Microsoft's patent troll, Intellectual Ventures, is also busy doing its nasty things and "[t]heir pattern of behavior indicates they are acting as a proxy for Microsoft," notes this one poster. Quoting in context:

It should also be pointed out that Intellectual Ventures targets companies that are major competitors to Microsoft such as makers of Android phones. IV has over 35,000 patents and there is virtual certainty that every company that writes software is infringing on at least one of their patents but they are highly selective about who they extort money from. Their pattern of behavior indicates they are acting as a proxy for Microsoft. If Microsoft were to file suits they would be subject to counter claims but since IV produces nothing they are immune from counter claims of patent infringement.

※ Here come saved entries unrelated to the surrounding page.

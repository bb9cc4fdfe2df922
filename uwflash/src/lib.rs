//! # uwflash
//!
//! A library for updating module firmware through the FUP bootloader.
//!
//! This crate provides the core functionality for replaying upgrade files
//! against a module over its serial port, including:
//!
//! - UWF/UBU upgrade file reading and validation
//! - FUP bootloader command framing and response decoding
//! - The update session state machine with enhanced capability negotiation
//! - Bootloader entry by `AT+FUP` or by bit-banging an FTDI bridge
//!
//! ## Features
//!
//! - `native` (default): Native serial port support via the `serialport` crate
//! - `ftdi`: Hardware bootloader entry through FTDI bridges (needs libusb)
//! - `serde`: Serialization support for reports and events
//!
//! ## Example
//!
//! ```rust,no_run
//! use uwflash::{Engine, SessionEvent, UpdateSettings};
//!
//! fn main() -> Result<(), Box<dyn std::error::Error>> {
//!     #[cfg(feature = "native")]
//!     {
//!         let transport = uwflash::SerialTransport::new(uwflash::NativeOpener, "/dev/ttyUSB0");
//!         let mut engine = Engine::new(transport);
//!
//!         let settings = UpdateSettings::new("/dev/ttyUSB0", "firmware.uwf");
//!         let outcome = engine.run(settings, |event| {
//!             if let SessionEvent::Action(text) = event {
//!                 println!("{text}");
//!             }
//!         })?;
//!         println!("Done in {:?}", outcome.elapsed);
//!     }
//!
//!     Ok(())
//! }
//! ```

#![warn(missing_docs)]
#![warn(clippy::all)]

use std::sync::{Arc, OnceLock};

pub mod config;
pub mod device;
pub mod engine;
pub mod entry;
pub mod error;
pub mod image;
pub mod port;
pub mod protocol;
pub mod transport;

static INTERRUPT_CHECKER: OnceLock<Arc<dyn Fn() -> bool + Send + Sync>> = OnceLock::new();

/// Register a global interruption checker polled by running update sessions.
///
/// The checker should return `true` when the current session should stop
/// (for example after receiving Ctrl-C in CLI applications).
pub fn set_interrupt_checker<F>(checker: F)
where
    F: Fn() -> bool + Send + Sync + 'static,
{
    let _ = INTERRUPT_CHECKER.set(Arc::new(checker));
}

/// Returns whether interruption was requested by the embedding application.
#[must_use]
pub fn is_interrupted_requested() -> bool {
    INTERRUPT_CHECKER
        .get()
        .is_some_and(|checker| checker())
}

#[cfg(feature = "native")]
pub use port::{NativeOpener, NativePort, NativePortEnumerator};
pub use {
    config::{UpdateSettings, parse_unlock_key},
    device::{DetectedPort, DeviceKind, detect_ports},
    engine::{Capabilities, Engine, SessionEvent, Timing, UpdateOutcome},
    entry::{BridgeBackend, BridgeBoard, EntryConsent, EntryMethod},
    error::{BootloaderError, Error, Module, Result},
    image::{UwfReader, ValidationReport, validate},
    port::{Port, PortEnumerator, PortInfo, SerialConfig},
    transport::{SerialTransport, Transport},
};

#[cfg(test)]
mod tests {
    use super::*;

    #[test]
    fn test_interrupt_checker_default_false() {
        assert!(!is_interrupted_requested());
    }
}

Lodsys and its connection to Intellectual Ventures has just been mentioned by Timothy B. Lee, who spots a common misconception and rebuts it:

Software Patents and Barriers to Entry



On one level this just begs the question. Obviously, if software patents promote innovation, that’s a strong argument for allowing them. But if software patents actually discorage innovation, as I and people who’ve crunched the numbers have argued they do, then people who care about entrepreneurial innovation should be equally anxious to get rid of them. Rosen doesn’t really engage in the arguments that I and others have offered that software patents are bad for innovation. He seems to just take it as a given that patents promote innovation.

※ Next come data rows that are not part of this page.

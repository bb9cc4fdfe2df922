//! Upgrade file inspection and port listing command implementations.

use {
    crate::{Cli, use_fancy_output},
    anyhow::{Context, Result},
    console::style,
    std::path::Path,
    uwflash::{UwfReader, ValidationReport, detect_ports, validate},
};

/// Open and validate an upgrade file.
fn load_report(firmware: &Path) -> Result<ValidationReport> {
    let mut reader = UwfReader::open(firmware)
        .with_context(|| format!("Failed to open upgrade file {}", firmware.display()))?;
    let report = validate(&mut reader)
        .with_context(|| format!("Invalid upgrade file {}", firmware.display()))?;
    Ok(report)
}

/// Validate command implementation.
pub(crate) fn cmd_validate(cli: &Cli, firmware: &Path) -> Result<()> {
    let report = load_report(firmware)?;

    if !cli.quiet {
        let check = if use_fancy_output() { "✓" } else { "OK" };
        eprintln!(
            "{} {} is valid: {} commands, {} bytes to erase, {} bytes to write",
            style(check).green(),
            firmware.display(),
            report
                .commands
                .len(),
            report.erase_bytes,
            report.write_bytes
        );
    }
    Ok(())
}

/// Info command implementation.
pub(crate) fn cmd_info(firmware: &Path, json: bool) -> Result<()> {
    let report = load_report(firmware)?;

    if json {
        println!("{}", serde_json::to_string_pretty(&report_json(&report))?);
        return Ok(());
    }

    eprintln!(
        "{}",
        style("Upgrade File Information")
            .bold()
            .underlined()
    );
    eprintln!("  File: {}", firmware.display());
    eprintln!("  Size: {} bytes", report.file_size);
    match report.platform_id {
        Some(id) => eprintln!("  Target platform: 0x{id:08X}"),
        None => eprintln!("  Target platform: {}", style("not set").dim()),
    }
    eprintln!("  Devices registered: {}", report.devices_registered);
    eprintln!("  Bytes to erase: {}", report.erase_bytes);
    eprintln!("  Bytes to write: {}", report.write_bytes);

    eprintln!(
        "\n{}",
        style(format!("Commands ({})", report.commands.len()))
            .bold()
            .underlined()
    );
    for command in &report.commands {
        eprintln!(
            "  {} 0x{:08X}  {} {:<16} {} bytes",
            style("•").dim(),
            command.offset,
            style(char::from(command.id)).cyan().bold(),
            command.name,
            command.length
        );
    }

    Ok(())
}

/// JSON form of a validation report.
fn report_json(report: &ValidationReport) -> serde_json::Value {
    let commands: Vec<serde_json::Value> = report
        .commands
        .iter()
        .map(|c| {
            serde_json::json!({
                "offset": c.offset,
                "id": char::from(c.id).to_string(),
                "name": c.name,
                "length": c.length,
            })
        })
        .collect();

    serde_json::json!({
        "file_size": report.file_size,
        "platform_id": report.platform_id.map(|id| format!("0x{id:08X}")),
        "devices_registered": report.devices_registered,
        "erase_bytes": report.erase_bytes,
        "write_bytes": report.write_bytes,
        "commands": commands,
    })
}

/// List ports command implementation.
pub(crate) fn cmd_list_ports(json: bool) -> Result<()> {
    let detected = detect_ports();

    if json {
        let ports: Vec<serde_json::Value> = detected
            .iter()
            .map(|p| {
                serde_json::json!({
                    "name": p.name,
                    "device": p.device.name(),
                    "known": p.device.is_known(),
                    "bitbang_entry": p.supports_bitbang_entry(),
                    "vid": p.vid,
                    "pid": p.pid,
                    "manufacturer": p.manufacturer,
                    "product": p.product,
                    "serial": p.serial,
                })
            })
            .collect();
        println!("{}", serde_json::to_string_pretty(&ports)?);
        return Ok(());
    }

    eprintln!(
        "{}",
        style("Available Serial Ports")
            .bold()
            .underlined()
    );

    if detected.is_empty() {
        eprintln!("  {}", style("No serial ports found").dim());
        return Ok(());
    }

    for port in &detected {
        let device_type = if port
            .device
            .is_known()
        {
            format!(
                " [{}]",
                style(
                    port.device
                        .name()
                )
                .yellow()
            )
        } else {
            String::new()
        };

        let vid_pid = if let (Some(vid), Some(pid)) = (port.vid, port.pid) {
            format!(" ({vid:04X}:{pid:04X})")
        } else {
            String::new()
        };

        let serial = match (&port.serial, port.supports_bitbang_entry()) {
            (Some(serial), true) => format!(" SN {}", style(serial).magenta()),
            _ => String::new(),
        };

        let product = port
            .product
            .as_deref()
            .map(|p| format!(" - {}", style(p).dim()))
            .unwrap_or_default();

        eprintln!(
            "  {} {}{device_type}{vid_pid}{serial}{product}",
            style("•").green(),
            style(&port.name).cyan(),
        );
    }

    Ok(())
}

#[cfg(test)]
mod tests {
    use {super::*, std::fs, tempfile::tempdir};

    fn command(id: u8, payload: &[u8]) -> Vec<u8> {
        let mut out = vec![id, 0];
        out.extend_from_slice(&(payload.len() as u32).to_le_bytes());
        out.extend_from_slice(payload);
        out
    }

    fn sample_file() -> Vec<u8> {
        let mut file = command(b'T', &0x0B65_4001u32.to_le_bytes());
        // handle 1 at 0, one bank of 256 KiB, bank selection 0
        let mut register = vec![1];
        register.extend_from_slice(&0u32.to_le_bytes());
        register.push(1);
        register.extend_from_slice(&0x0004_0000u32.to_le_bytes());
        register.push(0);
        file.extend(command(b'G', &register));
        file.extend(command(b'S', &[1, 0]));
        let mut erase = 0u32.to_le_bytes().to_vec();
        erase.extend_from_slice(&0x1000u32.to_le_bytes());
        file.extend(command(b'E', &erase));
        let mut write = vec![0; 8];
        write.extend_from_slice(&[0xAB; 16]);
        file.extend(command(b'W', &write));
        file
    }

    #[test]
    fn test_load_report_and_json() {
        let dir = tempdir().unwrap();
        let path = dir.path().join("fw.uwf");
        fs::write(&path, sample_file()).unwrap();

        let report = load_report(&path).unwrap();
        assert_eq!(report.commands.len(), 5);

        let json = report_json(&report);
        assert_eq!(json["platform_id"], "0x0B654001");
        assert_eq!(json["commands"][0]["id"], "T");
        assert_eq!(json["commands"][4]["name"], report.commands[4].name);
        assert_eq!(json["erase_bytes"], 0x1000);
        assert_eq!(json["write_bytes"], 16);
    }

    #[test]
    fn test_load_report_missing_file_is_library_error() {
        let dir = tempdir().unwrap();
        let err = load_report(&dir.path().join("missing.uwf")).unwrap_err();
        assert!(matches!(
            err.downcast_ref::<uwflash::Error>(),
            Some(uwflash::Error::FileNotFound(_))
        ));
    }

    #[test]
    fn test_load_report_rejects_bad_length() {
        let dir = tempdir().unwrap();
        let path = dir.path().join("bad.uwf");
        fs::write(&path, command(b'T', &[1, 2, 3])).unwrap();
        let err = load_report(&path).unwrap_err();
        assert_eq!(
            err.downcast_ref::<uwflash::Error>()
                .map(uwflash::Error::module),
            Some(uwflash::Module::Uwf)
        );
    }
}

But since Rosen brought up Angry Birds, I’d like to zoom in on the specific case of mobile apps. Too often, the patent debate occurs in broad abstractions, so it’s important to pay attention to the actual innovators being harmed by software patents.

So let’s talk about Lodsys, a patent troll (with alleged ties to uber-troll Intellectual Ventures) that began suing independent mobile app developers for patent infringement earlier this year. Lodsys’s holds broad patents related to the purchase of digital content over a network, and claims dozens of firms have infringed its patents. Few if any of the defendants in these cases copied from the Lodsys patents, but they (allegedly) stumbled across the broad concepts in the patents and are now facing the threat of a lawsuit.


"Shuffling patents around among shell companies and suing the same company twice with the same patent" is another thing we are seeing covered as follows:

We've written about famed patent troll Erich Spangenberg and the variety of shell companies under his control a few times in the past. He's the guy who a court told to pay $4 million for shuffling patents around among shell companies and suing the same company twice with the same patent, despite a settlement the first time that precluded future suits. Spangenberg is also famous for his motto, "sue first, ask questions later," in part because he wants his lawsuits to take place in Eastern Texas.


A company that is headed by a lot of former Microsoft executives has just gone hostile with patents as well:

A lawsuit has been filed by Juniper Networks, which has accused Palo Alto Networks of allegedly infringing six of its patents relating to firewall technology.

In the lawsuit, filed 19 December in a federal court in Wilmington, Delaware, Juniper said that while the technology used in its next-generation firewalls were invented by the founders of Palo Alto Networks, the patents actually belonged to Juniper Networks.


To be fair, others do similar things by choosing aggression, but just because others are doing this does not make it acceptable. Microsoft is generally very unique in 1) its attacks on Linux and 2) its operation via proxies. Nasty yet evasive.